Reseña ©José Antonio Lozano
La casa
de los arquillos, de Pilar Aguarón Ezpeleta (La fragua del trovador.
2014), es un libro de relatos que bien hubiera podido ser una novela o
una novela corta compuesta de muchos relatos. No sé. En su interior
diez textos nos llevan de la mano a lo largo de cien años de historia
de este país, España, y nos asoman a la soledad de unas familias y de
los personajes que las conforman. Se trata de un libro poliédrico, con
múltiples caras, vértices y aristas, algo así como un diamante que
reflejará un determinado espectro de colores según sea el lado en el que
incida la luz. Y de colores y luces sabe un rato Pilar, pintora de
paisajes solitarios y miradas intensas con trazo enérgico, como
cualquiera que se atreva a enfrentarse a sus cuadros podrá comprobar.
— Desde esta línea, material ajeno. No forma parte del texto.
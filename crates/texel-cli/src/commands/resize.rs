//! Resize command

use crate::ResizeArgs;
use anyhow::Result;
use texel_ops::resize::{resize, resize_nn};

pub fn run(args: ResizeArgs, verbose: bool) -> Result<()> {
    let mut image = super::load_raw(&args.raw)?;
    let (w, h) = image.dimensions();

    if verbose {
        let filter = if args.nearest { "nearest" } else { "cubic" };
        println!("Resizing {}x{} -> {}x{} ({})", w, h, args.to_width, args.to_height, filter);
    }

    let status = if args.nearest {
        resize_nn(&mut image, args.to_width, args.to_height)?
    } else {
        resize(&mut image, args.to_width, args.to_height)?
    };
    super::report(verbose, "resize", status);

    super::save_raw(&args.output, &image)?;

    if verbose {
        println!("Done.");
    }

    Ok(())
}
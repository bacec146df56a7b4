//! Info command

use crate::InfoArgs;
use anyhow::Result;
use texel_core::{pixel_data_size, PixelFormat};
use texel_ops::color::{alpha_border, palette};

pub fn run(args: InfoArgs, verbose: bool) -> Result<()> {
    let image = super::load_raw(&args.raw)?;
    let format = image.format();
    let (w, h) = image.dimensions();

    println!("{}", args.raw.input.display());
    println!("  Dimensions: {}x{}", w, h);
    println!("  Format:     {} ({} bits per pixel)", format, format.bits_per_pixel());
    println!("  Channels:   {}", channel_summary(format));
    println!("  Levels:     {}", image.mipmaps());
    println!("  Data size:  {}", super::format_size(image.data().len() as u64));

    if verbose || image.mipmaps() > 1 {
        for level in 0..image.mipmaps() {
            let (lw, lh) = image.mip_level_dims(level);
            println!(
                "    [{}] {}x{} {}",
                level,
                lw,
                lh,
                super::format_size(pixel_data_size(lw, lh, format) as u64)
            );
        }
    }

    if !format.is_decodable() {
        println!("  Pixels:     not decodable, statistics unavailable");
        return Ok(());
    }

    match alpha_border(&image, args.border_threshold)? {
        Some(r) if r == image.bounds() => println!("  Visible:    full image"),
        Some(r) => println!("  Visible:    {}x{} at ({}, {})", r.width, r.height, r.x, r.y),
        None => println!("  Visible:    none (fully transparent)"),
    }

    if let Some(max) = args.palette {
        let colors = palette(&image, max)?;
        println!("  Palette:    {} color(s)", colors.len());
        for c in colors {
            println!("    #{:02x}{:02x}{:02x}{:02x}", c.r, c.g, c.b, c.a);
        }
    }

    Ok(())
}

fn channel_summary(format: PixelFormat) -> String {
    match format.bytes_per_pixel() {
        Some(bpp) => format!(
            "{} ({} bytes per pixel{})",
            format.channels(),
            bpp,
            if format.has_alpha() { ", alpha" } else { "" }
        ),
        None => "block-compressed".to_string(),
    }
}
//! Canvas command

use crate::CanvasArgs;
use anyhow::{bail, Result};
use texel_ops::transform::{resize_canvas, to_pot};

pub fn run(args: CanvasArgs, verbose: bool) -> Result<()> {
    let mut image = super::load_raw(&args.raw)?;
    let fill = super::parse_color(&args.fill)?;

    let status = match (args.pot, args.to_width, args.to_height) {
        (true, _, _) => {
            if verbose {
                println!("Padding {} to power of two", super::describe(&image));
            }
            to_pot(&mut image, fill)?
        }
        (false, Some(width), Some(height)) => {
            if verbose {
                println!(
                    "Canvas {} -> {}x{} offset ({},{})",
                    super::describe(&image),
                    width,
                    height,
                    args.offset_x,
                    args.offset_y
                );
            }
            resize_canvas(&mut image, width, height, args.offset_x, args.offset_y, fill)?
        }
        _ => bail!("Canvas size needs both --to-width and --to-height, or --pot"),
    };
    super::report(verbose, "canvas", status);

    super::save_raw(&args.output, &image)?;

    if verbose {
        println!("Output: {}", super::describe(&image));
    }

    Ok(())
}
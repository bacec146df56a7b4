//! Codec configuration.
//!
//! The packed 1-bit alpha format needs a cut-off to decide which source
//! alphas become opaque. It is carried as an explicit value instead of
//! process-wide state.
//!
//! ```rust
//! use texel_core::CodecConfig;
//!
//! let config = CodecConfig::default().with_alpha_threshold(128);
//! assert_eq!(config.alpha_threshold, 128);
//! ```

/// Default 1-bit alpha cut-off (out of 255).
pub const DEFAULT_ALPHA_THRESHOLD: u8 = 50;

/// Parameters of pixel encoding.
#[derive(Debug, Clone, Copy, PartialEq, Eq)]
pub struct CodecConfig {
    /// R5G5B5A1 alpha bit is set iff source alpha is strictly above this.
    pub alpha_threshold: u8,
}

impl Default for CodecConfig {
    fn default() -> Self {
        Self {
            alpha_threshold: DEFAULT_ALPHA_THRESHOLD,
        }
    }
}

impl CodecConfig {
    /// Returns a copy with a different 1-bit alpha cut-off.
    #[inline]
    pub fn with_alpha_threshold(mut self, threshold: u8) -> Self {
        self.alpha_threshold = threshold;
        self
    }

    /// Cut-off as a normalized value.
    #[inline]
    pub fn alpha_threshold_normalized(&self) -> f32 {
        self.alpha_threshold as f32 / 255.0
    }
}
Alguien ha dicho que se requiere lápiz y papel para leer esta obra,
estoy de acuerdo, y yo añadiría que volver a empezar nada más acabarla
para perderse por sus rincones y sacarle todo el jugo que lleva dentro.
En la casa de los arquillos nos encontramos con la escritora
que ya nos atrapó con su estilo, directo, descarnado, preciso, con la
complicada sencillez por la que algunos saben transitar, en sus libros
de relatos Calla tonta (2009) y Marrón (2012) o en la novela Hueles a
sándalo (2010). En esta ocasión nos propone dar un paso más, jugar a
engarzar las piedras de un delicado anillo, a encajar las piezas de un
puzle para enamorados, a ordenar la música que interpretan los
instrumentos a lo largo de sus ciento catorce páginas y que resuena y es
contestada por ellos mismos en el interior de una cajita de espejos. Se
nota que la autora se ha divertido escribiendo el libro y eso se
traslada rápidamente al lector dispuesto a iniciar el viaje propuesto a
través del tiempo y del espacio.
Iremos a Argentina con
Seoane, a un pueblo de la España interior con la hija del anticuario, al
Madrid decadente de comienzos del siglo anterior, a la legendaria
Cachemira aunque sea con la imaginación, a la cruda Alemania de los
emigrantes, al París de las canciones de amor, al mismísimo Círculo
Polar Ártico y, claro está, a la casa de los arquillos de los
Villarrubia, hermosamente retratada en la portada del libro, que será el
lugar en el que todas las historias confluyan y podamos empezar a
comprender el pasado y el futuro.
Uno siempre se queda con
algunas cosas, ciertos recuerdos que almacenar ahí al fondo y que nos
acompañarán para siempre. En este caso, la historia de amor entre
Matilde y Hermelo, vertebradora de la narración, surgida gracias a las
historias encerradas en una biblioteca, y el mágico momento en el que
Jonás contempla la aurora boreal, verdaderamente espléndido.
Un libro emocionante, ferozmente humano, del que al terminar su lectura
me vino a la cabeza aquello que escribió el irrepetible Gabriel García
Márquez: “... porque las estirpes condenadas a cien años de soledad no
tenían una segunda oportunidad sobre la tierra.”